→ **Activity**:
Each line of the records containing "usize" is to be copied out and returned.

(Saved entries)
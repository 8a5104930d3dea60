//! No-show sweep
//!
//! Periodically marks SCHEDULED sessions as NO_SHOW once they are more than
//! `no_show_after` past their scheduled time. Every move goes through
//! `SessionLifecycleService::atomic_update_session_status`, so a session that
//! a tutor starts at the same moment is never clobbered.

use crate::config::SessionConfig;
use crate::models::SessionStatus;
use crate::services::lifecycle::{SessionLifecycleError, SessionLifecycleService};
use chrono::{DateTime, Duration, Utc};
use std::sync::Arc;
use tokio::task::JoinHandle;
use tokio::time::MissedTickBehavior;

/// Most sessions examined per run
const SWEEP_BATCH_SIZE: i64 = 500;

/// Outcome of one sweep run
#[derive(Debug, Clone, Copy, Default, PartialEq, Eq)]
pub struct SweepReport {
    pub examined: usize,
    pub marked_no_show: usize,
    pub skipped: usize,
}

pub struct NoShowSweeper {
    lifecycle: Arc<SessionLifecycleService>,
    no_show_after: Duration,
}

impl NoShowSweeper {
    pub fn new(lifecycle: Arc<SessionLifecycleService>, config: &SessionConfig) -> Self {
        Self {
            lifecycle,
            no_show_after: config.no_show_after(),
        }
    }

    /// Sweep using the current time
    pub async fn run_once(&self) -> Result<SweepReport, SessionLifecycleError> {
        self.run_once_at(Utc::now()).await
    }

    /// Sweep as if the clock read `now`.
    ///
    /// Fails only if the overdue sessions cannot be listed; per-session
    /// failures are logged and counted as skipped.
    pub async fn run_once_at(
        &self,
        now: DateTime<Utc>,
    ) -> Result<SweepReport, SessionLifecycleError> {
        // Nothing can be scheduled before the earliest representable instant
        let Some(cutoff) = now.checked_sub_signed(self.no_show_after) else {
            return Ok(SweepReport::default());
        };
        let overdue = self.lifecycle.list_overdue(cutoff, SWEEP_BATCH_SIZE).await?;

        let mut report = SweepReport {
            examined: overdue.len(),
            ..SweepReport::default()
        };

        for session in overdue {
            match self
                .lifecycle
                .atomic_update_session_status(session.id, SessionStatus::NoShow)
                .await
            {
                Ok(_) => report.marked_no_show += 1,
                Err(
                    err @ (SessionLifecycleError::ConcurrentModification { .. }
                    | SessionLifecycleError::InvalidTransition { .. }
                    | SessionLifecycleError::NotFound(_)),
                ) => {
                    tracing::debug!(session_id = session.id, "Sweep skipped session: {}", err);
                    report.skipped += 1;
                }
                Err(err) => {
                    tracing::warn!(session_id = session.id, "Sweep failed for session: {}", err);
                    report.skipped += 1;
                }
            }
        }

        if report.marked_no_show > 0 {
            tracing::info!(
                examined = report.examined,
                marked = report.marked_no_show,
                skipped = report.skipped,
                "No-show sweep finished"
            );
        }

        Ok(report)
    }

    /// Run the sweep every `interval` on a background task.
    pub fn spawn(self: Arc<Self>, interval: std::time::Duration) -> JoinHandle<()> {
        tokio::spawn(async move {
            let mut ticker = tokio::time::interval(interval);
            ticker.set_missed_tick_behavior(MissedTickBehavior::Delay);
            loop {
                ticker.tick().await;
                if let Err(e) = self.run_once().await {
                    tracing::warn!("No-show sweep failed: {}", e);
                }
            }
        })
    }
}

#[cfg(test)]
mod tests {
    use super::*;
    use crate::db::repositories::{InMemorySessionRepository, SessionRepository};
    use crate::models::TutoringSession;

    fn session(status: SessionStatus, scheduled_at: DateTime<Utc>) -> TutoringSession {
        TutoringSession {
            id: 0,
            status,
            scheduled_at,
            started_at: None,
            ended_at: None,
            tutor_id: Some("T1".to_string()),
            student_id: "S1".to_string(),
            topic: None,
            created_at: scheduled_at - Duration::days(1),
            updated_at: scheduled_at - Duration::days(1),
        }
    }

    fn sweeper_over(repo: Arc<InMemorySessionRepository>) -> NoShowSweeper {
        let config = SessionConfig {
            no_show_after_minutes: 15,
            ..SessionConfig::default()
        };
        let lifecycle = Arc::new(SessionLifecycleService::new(repo, &config));
        NoShowSweeper::new(lifecycle, &config)
    }

    #[tokio::test]
    async fn test_marks_only_overdue_scheduled_sessions() {
        let repo = Arc::new(InMemorySessionRepository::new());
        let now = Utc::now();

        let overdue = repo
            .insert_raw(session(SessionStatus::Scheduled, now - Duration::minutes(30)))
            .await;
        let recent = repo
            .insert_raw(session(SessionStatus::Scheduled, now - Duration::minutes(5)))
            .await;
        let mut live = session(SessionStatus::Live, now - Duration::minutes(40));
        live.started_at = Some(now - Duration::minutes(40));
        let live = repo.insert_raw(live).await;

        let report = sweeper_over(repo.clone()).run_once_at(now).await.unwrap();
        assert_eq!(
            report,
            SweepReport {
                examined: 1,
                marked_no_show: 1,
                skipped: 0
            }
        );

        let swept = repo.get_by_id(overdue.id).await.unwrap().unwrap();
        assert_eq!(swept.status, SessionStatus::NoShow);
        assert!(swept.ended_at.is_some());
        assert!(swept.started_at.is_none());

        let untouched = repo.get_by_id(recent.id).await.unwrap().unwrap();
        assert_eq!(untouched.status, SessionStatus::Scheduled);
        let still_live = repo.get_by_id(live.id).await.unwrap().unwrap();
        assert_eq!(still_live.status, SessionStatus::Live);
    }

    #[tokio::test]
    async fn test_second_run_finds_nothing() {
        let repo = Arc::new(InMemorySessionRepository::new());
        let now = Utc::now();
        repo.insert_raw(session(SessionStatus::Scheduled, now - Duration::hours(2)))
            .await;

        let sweeper = sweeper_over(repo);
        assert_eq!(sweeper.run_once_at(now).await.unwrap().marked_no_show, 1);
        assert_eq!(
            sweeper.run_once_at(now).await.unwrap(),
            SweepReport::default()
        );
    }

    #[tokio::test]
    async fn test_cutoff_before_earliest_instant_sweeps_nothing() {
        let repo = Arc::new(InMemorySessionRepository::new());
        let pending = repo
            .insert_raw(session(
                SessionStatus::Scheduled,
                Utc::now() - Duration::hours(2),
            ))
            .await;

        let report = sweeper_over(repo.clone())
            .run_once_at(DateTime::<Utc>::MIN_UTC)
            .await
            .unwrap();
        assert_eq!(report, SweepReport::default());

        let untouched = repo.get_by_id(pending.id).await.unwrap().unwrap();
        assert_eq!(untouched.status, SessionStatus::Scheduled);
    }

    #[tokio::test]
    async fn test_empty_store() {
        let repo = Arc::new(InMemorySessionRepository::new());
        let report = sweeper_over(repo).run_once().await.unwrap();
        assert_eq!(report, SweepReport::default());
    }
}
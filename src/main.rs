//! LingoCoach - Tutoring session lifecycle service

use anyhow::Result;
use std::path::Path;
use std::sync::Arc;
use tracing_subscriber::{layer::SubscriberExt, util::SubscriberInitExt};

use lingocoach::{
    api::{self, AppState, RequestStats},
    config::Config,
    db::{self, repositories::SqlxSessionRepository},
    services::{AccessPolicy, NoShowSweeper, SessionLifecycleService},
};

#[tokio::main]
async fn main() -> Result<()> {
    // Initialize tracing
    tracing_subscriber::registry()
        .with(
            tracing_subscriber::EnvFilter::try_from_default_env()
                .unwrap_or_else(|_| "lingocoach=info,tower_http=debug".into()),
        )
        .with(tracing_subscriber::fmt::layer())
        .init();

    tracing::info!("Starting LingoCoach session service...");

    // Load configuration
    let config = Config::load_with_env(Path::new("config.yml"))?;
    tracing::info!("Configuration loaded");

    // Initialize database
    let pool = db::create_pool(&config.database).await?;
    tracing::info!("Database connected: {:?}", config.database.driver);

    // Run migrations
    db::migrations::run_migrations(&pool).await?;
    tracing::info!("Database migrations completed");

    // Services
    let session_repo = SqlxSessionRepository::boxed(pool.clone());
    let lifecycle = Arc::new(SessionLifecycleService::new(session_repo, &config.sessions));

    // Start no-show sweep
    if config.sessions.sweep_enabled {
        let sweeper = Arc::new(NoShowSweeper::new(lifecycle.clone(), &config.sessions));
        sweeper.spawn(config.sessions.sweep_interval());
        tracing::info!(
            "No-show sweep every {:?} (after {} min)",
            config.sessions.sweep_interval(),
            config.sessions.no_show_after_minutes
        );
    }

    let state = AppState {
        pool: pool.clone(),
        lifecycle,
        policy: AccessPolicy::new(),
        request_stats: Arc::new(RequestStats::new()),
    };

    // Build router
    let app = api::build_router(state, &config.server.cors_origin);

    // Start server
    let addr = format!("{}:{}", config.server.host, config.server.port);
    let listener = tokio::net::TcpListener::bind(&addr).await?;
    tracing::info!("Server listening on http://{}", addr);

    axum::serve(listener, app).await?;

    pool.close().await;
    Ok(())
}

→ **Completed task**:
    pub examined: usize,
    pub marked_no_show: usize,
    pub skipped: usize,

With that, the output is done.